В середине шестидесятых их церковь обратилась к властям с официальной просьбой разрешить напечатать несколько тысяч Евангелий и сборников гимнов. Запрос остался без ответа, и тогда они создали свою типографию. Станок строили по дореволюционным чертежам, каждую шестеренку приходилось вытачивать самим. Типография находилась в глухом лесу, но КГБ удалось выследить ее с вертолета. Когда в дом ворвались гебисты и менты, они нашли только печатный станок и несколько тонн бумаги, купленной на собранные общиной деньги. Все это было немедленно конфисковано, но буквально из-под носа оперативников исчез весь тираж – пять тысяч экземпляров. За одну ночь пять печатников перетаскали все книги в бывшую партизанскую землянку, о которой больше никто не знал. На всех допросах Алексей говорил:
- Вы не хозяева слову Божьему. И я не хозяин. Только Он.
На одном-единственном свидании жена успела иносказательно сообщить Алексею, что книги извлечены из землянки и дошли по назначению, что уже собирается новый станок, что издательство “Христианин” никуда не исчезло и исчезать не планирует. Я видел фотографии их детей. Чистые, одухотворенные лица девочек, зачатых за колючей проволкой, видевших отца от силы на год-два-три за все свои короткие жизни. Таня, Настя, Рая и Любаша. Конечно, они будут с гордостью носить его фамилию.
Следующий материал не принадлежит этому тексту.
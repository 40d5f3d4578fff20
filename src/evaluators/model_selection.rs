//! 模型选择
//!
//! 一个循环分为四步：真实评估若干个解作为训练数据；在参考样本上比较线性回归和神经网络的误差，为每个目标选出误差较小的模型；
//! 用选出的模型估计若干个解；预测次数用完后清空训练表和参考样本，重新开始。

use super::{Core, Gate};
use crate::config::ModelSelectionConfig;
use crate::interfaces::消息;
use crate::problems::Problem;
use crate::solution::Solution;
use crate::surrogates::ModelKind;
use crate::Error;

/// 每隔这么多次初始评估保留一个参考样本
const REFERENCE_INTERVAL: usize = 4;

#[derive(Debug, Clone)]
pub struct ModelSelection {
    config: ModelSelectionConfig,
    real_counter: usize,
    model_counter: usize,
    selected: Option<Vec<ModelKind>>,
}

impl ModelSelection {
    pub fn new(config: ModelSelectionConfig) -> Self {
        let real_counter = config.real_init_counter;
        Self {
            config,
            real_counter,
            model_counter: 0,
            selected: None,
        }
    }

    /// 当前为每个目标选定的模型
    pub fn selected(&self) -> Option<&[ModelKind]> {
        self.selected.as_deref()
    }

    fn bootstrap<P: Problem>(&mut self, core: &mut Core<'_, P>, solution: &mut Solution) -> Result<(), Error> {
        core.real(solution)?;
        core.fill(solution)?;
        if self.real_counter % REFERENCE_INTERVAL == 0 {
            for surrogate in core.surrogates_mut() {
                surrogate.add_reference(solution.clone())?;
            }
        }
        self.real_counter -= 1;
        if self.real_counter == 0 {
            core.发送(消息::BootstrapComplete {
                evaluations: core.call(),
                rows: core.rows(),
            });
        }
        Ok(())
    }

    fn select<P: Problem>(&mut self, core: &mut Core<'_, P>) -> Result<Vec<ModelKind>, Error> {
        let mut selected = Vec::with_capacity(core.number_of_objectives());
        for objective in 0..core.number_of_objectives() {
            let surrogate = &mut core.surrogates_mut()[objective];
            let linear_error = surrogate.reference_error(ModelKind::Linear, objective)?;
            let neural_error = surrogate.reference_error(ModelKind::Neural, objective)?;
            let kind = if linear_error < neural_error {
                ModelKind::Linear
            } else {
                ModelKind::Neural
            };
            core.发送(消息::ModelSelected {
                objective,
                kind,
                linear_error,
                neural_error,
            });
            selected.push(kind);
        }
        Ok(selected)
    }

    fn reset<P: Problem>(&mut self, core: &mut Core<'_, P>) {
        for surrogate in core.surrogates_mut() {
            surrogate.empty_train_set();
            surrogate.empty_reference_archive();
        }
        self.selected = None;
        self.real_counter = self.config.real_init_counter;
        core.发送(消息::QuotaExhausted {
            evaluations: core.call(),
        });
    }
}

impl Gate for ModelSelection {
    fn evaluate<P: Problem>(&mut self, core: &mut Core<'_, P>, solution: &mut Solution) -> Result<(), Error> {
        if core.in_final_phase() {
            return core.real(solution);
        }
        if self.real_counter > 0 {
            return self.bootstrap(core, solution);
        }
        if self.selected.is_none() {
            self.selected = Some(self.select(core)?);
            self.model_counter = self.config.model_init_counter;
        }
        if self.model_counter == 0 {
            // 本次调用成为新一轮的第一次初始评估
            self.reset(core);
            return self.bootstrap(core, solution);
        }
        let selected = self.selected.as_deref().unwrap_or_default();
        core.estimate(|objective| selected[objective], solution)?;
        self.model_counter -= 1;
        Ok(())
    }
}
//! 错误类型
//!
//! 核心组件的所有错误都会原样返回给直接调用者，由外层决定中止还是重试。

use thiserror::Error;

#[derive(Debug, Clone, PartialEq, Error)]
pub enum Error {
    /// 两个解的目标（或变量）向量长度不一致
    #[error("维度不一致：期望 {expected}，实际 {found}")]
    DimensionMismatch { expected: usize, found: usize },
    /// 训练集中的样本不足以训练模型
    #[error("模型尚未训练：训练集只有 {rows} 行，至少需要 {required} 行")]
    NotTrained { rows: usize, required: usize },
    /// 环境选择要求的解多于可用的解
    #[error("候选解不足：需要 {requested} 个，只有 {available} 个")]
    Underflow { requested: usize, available: usize },
    /// 真实目标函数的计算失败
    #[error("真实评估失败：{0}")]
    RealEvaluation(String),
    #[error("配置有误：{0}")]
    InvalidConfig(String),
    #[error("读写失败：{0}")]
    Io(String),
    #[error("解析失败：{0}")]
    Parse(String),
}

impl From<std::io::Error> for Error {
    fn from(value: std::io::Error) -> Self {
        Self::Io(value.to_string())
    }
}

impl From<csv::Error> for Error {
    fn from(value: csv::Error) -> Self {
        Self::Io(value.to_string())
    }
}

impl From<serde_yaml::Error> for Error {
    fn from(value: serde_yaml::Error) -> Self {
        Self::InvalidConfig(value.to_string())
    }
}

impl From<std::num::ParseFloatError> for Error {
    fn from(value: std::num::ParseFloatError) -> Self {
        Self::Parse(value.to_string())
    }
}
Я смотрел на Алексея и учился, как мужчина должен себя вести. На отца мне, впрочем, тоже никто смотреть не мешал, но эту возможность я из-за глупого гонора упустил. Я считал их поколение зашоренным и запуганным, навсегда ушибленным Великим Страхом. В начале семидесятых еврейское движение только-только набирало силу. Большинство людей, во всяком случае в моем кругу, составляла необстрелянная молодежь, в нашей деятельности был какой-то элемент игры с властью и бунта против старшего поколения. В то время по всему миру молодые люди бунтовали. Но в лагере все было серьезно, никаких игр. Избалованный профессорский сынок, звезда студенческих компаний остался где-то далеко в прошлом. Я понял, что Алексей прав: от меня требуется большее, чем просто не доносить. До ареста ни разу не взявший в руки отвертки, я ожесточенно вытачивал детали на токарном станке, перевыполнял норму в полтора раза. Излишек шел другим зекам, которые не могли выполнить норму по болезни или ослабленности после штрафного изолятора. Те гроши, что мне удавалось заработать, я клал на сберкнижку, чтобы Регина знала – папа о ней не забыл.
Одного из наших литовцев администрация начала травить за отказ от сотрудничества. Формальным поводом придраться стало то, что он писал письма домой на родном языке, а не по-русски. Жены нашей вохры, сидевшие на теплых цензорских местах, и по-русски-то не очень читали. Я завидовал ему, потому что тогда знал на иврите несколько сотен слов, кое-какие песни и благословения, но писать уж точно не умел. Он объявил голодовку, мы присоединились. Гебистский уполномоченный вызывал нас по очереди и каждого обрабатывал:
- Зачем вам это, Литманович? Вагрионис про вашу нацию очень нелицеприятно высказывался.
Ну и примитивные же у них методы.
- Это не важно. Важно, что по закону он имеет право писать домой письма на родном языке, а вы эти права нарушаете.
- Литманович, у вас вообще-то свидание намечается.
- Я календарь читать еще не разучился.
Кончилось тем, что я оказался в штрафном изоляторе. В одной хлопчатобумажной одежке лежал на бетонном полу. Стоял суровый мордовский декабрь. Я впадал в забытье, просыпался от рези в животе. Стопы и кисти рук все время отнимались, и я принимался их отчаянно растирать. Я жил от одной кружки кипятка до другой, а в промежутках пытался согреться по методу индийских йогов. Я представлял себе горячую пустыню и танки с шестиконечными звездами на боках. Пыль стояла столбом, я слышал рев моторов и резкие команды на иврите. Какие-то иностранцы привезли нам хронику Шестидневной войны, и теперь память пришла мне на помощь, любезно предоставляя эти кадры. Ради чего лежу я на этом бетонном полу? То, что на воле считается донкихотством, здесь – акт самосохранения. Единственный способ остаться человеком в этих условиях – это сконцентрироваться на чужой боли вместо своей. Потеряв эту способность, заключенный терял все остальное, включая человеческий облик. А я хочу вернуться на родину и занять свое место в строю.
После штрафного изолятора я где-то две недели не мог выполнять норму. Антанас Вагрионис ни словом не поблагодарил меня. Но в конце каждой смены он ссыпал выточенные им детали в мою корзину. Ну что поделаешь, если человеку так отвратителен русский язык, что он на нем ни слова сказать не хочет.